[Dataset entries]
---

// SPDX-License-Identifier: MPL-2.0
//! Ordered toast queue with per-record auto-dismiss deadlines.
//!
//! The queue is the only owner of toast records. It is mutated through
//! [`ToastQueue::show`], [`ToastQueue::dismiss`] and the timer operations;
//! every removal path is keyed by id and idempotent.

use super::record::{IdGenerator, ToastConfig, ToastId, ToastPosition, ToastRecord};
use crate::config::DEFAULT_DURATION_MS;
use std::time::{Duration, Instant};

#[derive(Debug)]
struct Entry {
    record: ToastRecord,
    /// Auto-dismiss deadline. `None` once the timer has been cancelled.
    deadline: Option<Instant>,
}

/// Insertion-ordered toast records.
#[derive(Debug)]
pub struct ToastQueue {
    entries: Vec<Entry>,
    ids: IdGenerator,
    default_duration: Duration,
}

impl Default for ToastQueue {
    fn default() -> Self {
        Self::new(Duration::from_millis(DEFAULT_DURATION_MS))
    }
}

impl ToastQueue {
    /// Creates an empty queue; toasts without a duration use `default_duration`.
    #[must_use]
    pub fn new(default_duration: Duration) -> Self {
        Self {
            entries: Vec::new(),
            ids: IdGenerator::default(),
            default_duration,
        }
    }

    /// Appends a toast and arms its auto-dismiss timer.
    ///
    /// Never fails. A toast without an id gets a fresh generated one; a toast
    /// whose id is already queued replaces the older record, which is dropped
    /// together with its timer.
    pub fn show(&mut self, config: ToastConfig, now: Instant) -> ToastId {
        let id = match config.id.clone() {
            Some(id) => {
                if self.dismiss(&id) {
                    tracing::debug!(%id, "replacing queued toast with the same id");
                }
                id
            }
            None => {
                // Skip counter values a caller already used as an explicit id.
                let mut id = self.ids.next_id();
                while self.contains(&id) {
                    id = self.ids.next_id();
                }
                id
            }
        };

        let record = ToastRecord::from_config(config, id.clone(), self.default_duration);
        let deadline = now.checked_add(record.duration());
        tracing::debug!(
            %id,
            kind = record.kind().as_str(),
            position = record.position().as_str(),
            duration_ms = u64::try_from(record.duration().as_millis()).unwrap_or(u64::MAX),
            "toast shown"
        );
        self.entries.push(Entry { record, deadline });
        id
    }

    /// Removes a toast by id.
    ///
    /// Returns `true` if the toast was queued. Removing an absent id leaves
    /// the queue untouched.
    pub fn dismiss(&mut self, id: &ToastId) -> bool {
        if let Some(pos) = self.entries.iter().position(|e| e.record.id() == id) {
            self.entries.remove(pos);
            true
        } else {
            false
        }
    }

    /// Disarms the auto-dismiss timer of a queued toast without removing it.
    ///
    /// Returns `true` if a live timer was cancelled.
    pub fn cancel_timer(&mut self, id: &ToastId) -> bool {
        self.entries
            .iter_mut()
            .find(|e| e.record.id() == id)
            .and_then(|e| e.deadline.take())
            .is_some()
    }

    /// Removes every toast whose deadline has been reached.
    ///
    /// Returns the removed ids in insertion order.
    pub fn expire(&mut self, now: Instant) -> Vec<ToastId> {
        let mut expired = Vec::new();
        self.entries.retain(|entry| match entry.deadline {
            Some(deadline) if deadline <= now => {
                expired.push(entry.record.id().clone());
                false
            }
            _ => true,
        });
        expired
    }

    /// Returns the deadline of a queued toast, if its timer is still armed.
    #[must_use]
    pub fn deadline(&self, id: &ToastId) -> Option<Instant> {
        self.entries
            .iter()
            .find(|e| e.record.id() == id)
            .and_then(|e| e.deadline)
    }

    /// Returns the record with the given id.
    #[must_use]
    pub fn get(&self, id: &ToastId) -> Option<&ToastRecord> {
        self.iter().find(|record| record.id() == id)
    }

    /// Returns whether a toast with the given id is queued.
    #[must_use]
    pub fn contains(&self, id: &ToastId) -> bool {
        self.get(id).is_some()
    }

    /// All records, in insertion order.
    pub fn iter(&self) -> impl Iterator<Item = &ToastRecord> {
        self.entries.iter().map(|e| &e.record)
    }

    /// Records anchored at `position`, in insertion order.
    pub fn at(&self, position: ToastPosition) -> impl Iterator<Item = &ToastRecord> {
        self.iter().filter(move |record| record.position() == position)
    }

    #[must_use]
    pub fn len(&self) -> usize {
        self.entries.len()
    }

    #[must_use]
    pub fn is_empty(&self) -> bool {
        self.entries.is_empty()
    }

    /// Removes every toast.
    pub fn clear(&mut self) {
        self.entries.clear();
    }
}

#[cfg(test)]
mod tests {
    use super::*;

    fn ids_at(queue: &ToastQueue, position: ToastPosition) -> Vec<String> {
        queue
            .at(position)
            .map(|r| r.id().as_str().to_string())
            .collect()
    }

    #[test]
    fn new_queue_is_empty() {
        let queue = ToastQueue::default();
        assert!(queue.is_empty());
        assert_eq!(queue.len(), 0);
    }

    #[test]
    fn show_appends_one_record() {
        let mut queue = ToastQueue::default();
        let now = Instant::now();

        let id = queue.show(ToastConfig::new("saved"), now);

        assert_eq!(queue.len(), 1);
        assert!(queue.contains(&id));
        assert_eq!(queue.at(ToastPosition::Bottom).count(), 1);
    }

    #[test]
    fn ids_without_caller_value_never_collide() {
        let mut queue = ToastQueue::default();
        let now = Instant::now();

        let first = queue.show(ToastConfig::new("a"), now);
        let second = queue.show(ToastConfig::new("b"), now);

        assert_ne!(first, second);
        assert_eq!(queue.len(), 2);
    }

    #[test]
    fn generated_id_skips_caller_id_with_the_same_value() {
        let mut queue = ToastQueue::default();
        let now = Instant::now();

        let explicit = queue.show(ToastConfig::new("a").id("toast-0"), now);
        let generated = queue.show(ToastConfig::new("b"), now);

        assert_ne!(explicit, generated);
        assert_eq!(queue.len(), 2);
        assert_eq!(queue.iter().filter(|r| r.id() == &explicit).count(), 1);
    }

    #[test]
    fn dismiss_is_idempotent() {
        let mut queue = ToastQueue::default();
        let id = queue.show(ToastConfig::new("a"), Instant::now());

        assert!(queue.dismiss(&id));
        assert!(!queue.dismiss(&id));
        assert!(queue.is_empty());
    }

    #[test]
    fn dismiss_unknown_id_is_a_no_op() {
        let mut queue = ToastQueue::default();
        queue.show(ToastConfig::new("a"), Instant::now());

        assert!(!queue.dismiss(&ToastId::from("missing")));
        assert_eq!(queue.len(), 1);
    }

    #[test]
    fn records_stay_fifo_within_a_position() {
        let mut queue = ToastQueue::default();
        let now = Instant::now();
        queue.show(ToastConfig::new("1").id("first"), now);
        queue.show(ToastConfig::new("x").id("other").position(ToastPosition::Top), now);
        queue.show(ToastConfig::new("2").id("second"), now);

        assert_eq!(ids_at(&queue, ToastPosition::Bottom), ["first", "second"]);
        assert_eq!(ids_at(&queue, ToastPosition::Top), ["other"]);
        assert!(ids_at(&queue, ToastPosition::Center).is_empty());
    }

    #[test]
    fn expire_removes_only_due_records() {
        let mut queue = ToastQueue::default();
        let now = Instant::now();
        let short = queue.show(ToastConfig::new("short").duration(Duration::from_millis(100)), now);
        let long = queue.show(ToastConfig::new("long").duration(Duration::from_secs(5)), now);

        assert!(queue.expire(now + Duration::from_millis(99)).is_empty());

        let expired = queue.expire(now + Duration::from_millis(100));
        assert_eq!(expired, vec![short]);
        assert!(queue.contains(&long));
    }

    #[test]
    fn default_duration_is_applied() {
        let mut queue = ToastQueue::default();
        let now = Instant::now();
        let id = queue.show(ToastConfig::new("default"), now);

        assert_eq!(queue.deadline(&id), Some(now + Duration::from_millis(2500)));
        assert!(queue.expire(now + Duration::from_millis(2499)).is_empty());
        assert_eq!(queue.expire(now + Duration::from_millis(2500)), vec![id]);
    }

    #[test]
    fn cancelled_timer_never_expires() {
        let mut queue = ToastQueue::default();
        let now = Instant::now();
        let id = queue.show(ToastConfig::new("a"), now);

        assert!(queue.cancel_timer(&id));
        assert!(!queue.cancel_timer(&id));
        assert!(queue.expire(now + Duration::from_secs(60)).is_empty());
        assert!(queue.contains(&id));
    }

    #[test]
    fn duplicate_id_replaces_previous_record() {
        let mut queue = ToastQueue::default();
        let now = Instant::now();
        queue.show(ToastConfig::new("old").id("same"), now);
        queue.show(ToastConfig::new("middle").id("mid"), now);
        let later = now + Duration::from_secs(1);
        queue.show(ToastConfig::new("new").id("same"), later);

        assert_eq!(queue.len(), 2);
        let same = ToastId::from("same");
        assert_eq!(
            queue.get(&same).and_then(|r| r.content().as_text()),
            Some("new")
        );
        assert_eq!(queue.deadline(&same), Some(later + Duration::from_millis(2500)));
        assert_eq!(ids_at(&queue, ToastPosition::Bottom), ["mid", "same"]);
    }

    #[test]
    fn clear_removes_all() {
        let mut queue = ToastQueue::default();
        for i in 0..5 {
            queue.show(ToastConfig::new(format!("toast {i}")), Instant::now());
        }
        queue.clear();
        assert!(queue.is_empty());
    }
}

---

— Assignment —
The required answer is each line of the data in which the word "second" appears.

— Result —
        let second = queue.show(ToastConfig::new("b"), now);
        assert_ne!(first, second);
        queue.show(ToastConfig::new("2").id("second"), now);
        assert_eq!(ids_at(&queue, ToastPosition::Bottom), ["first", "second"]);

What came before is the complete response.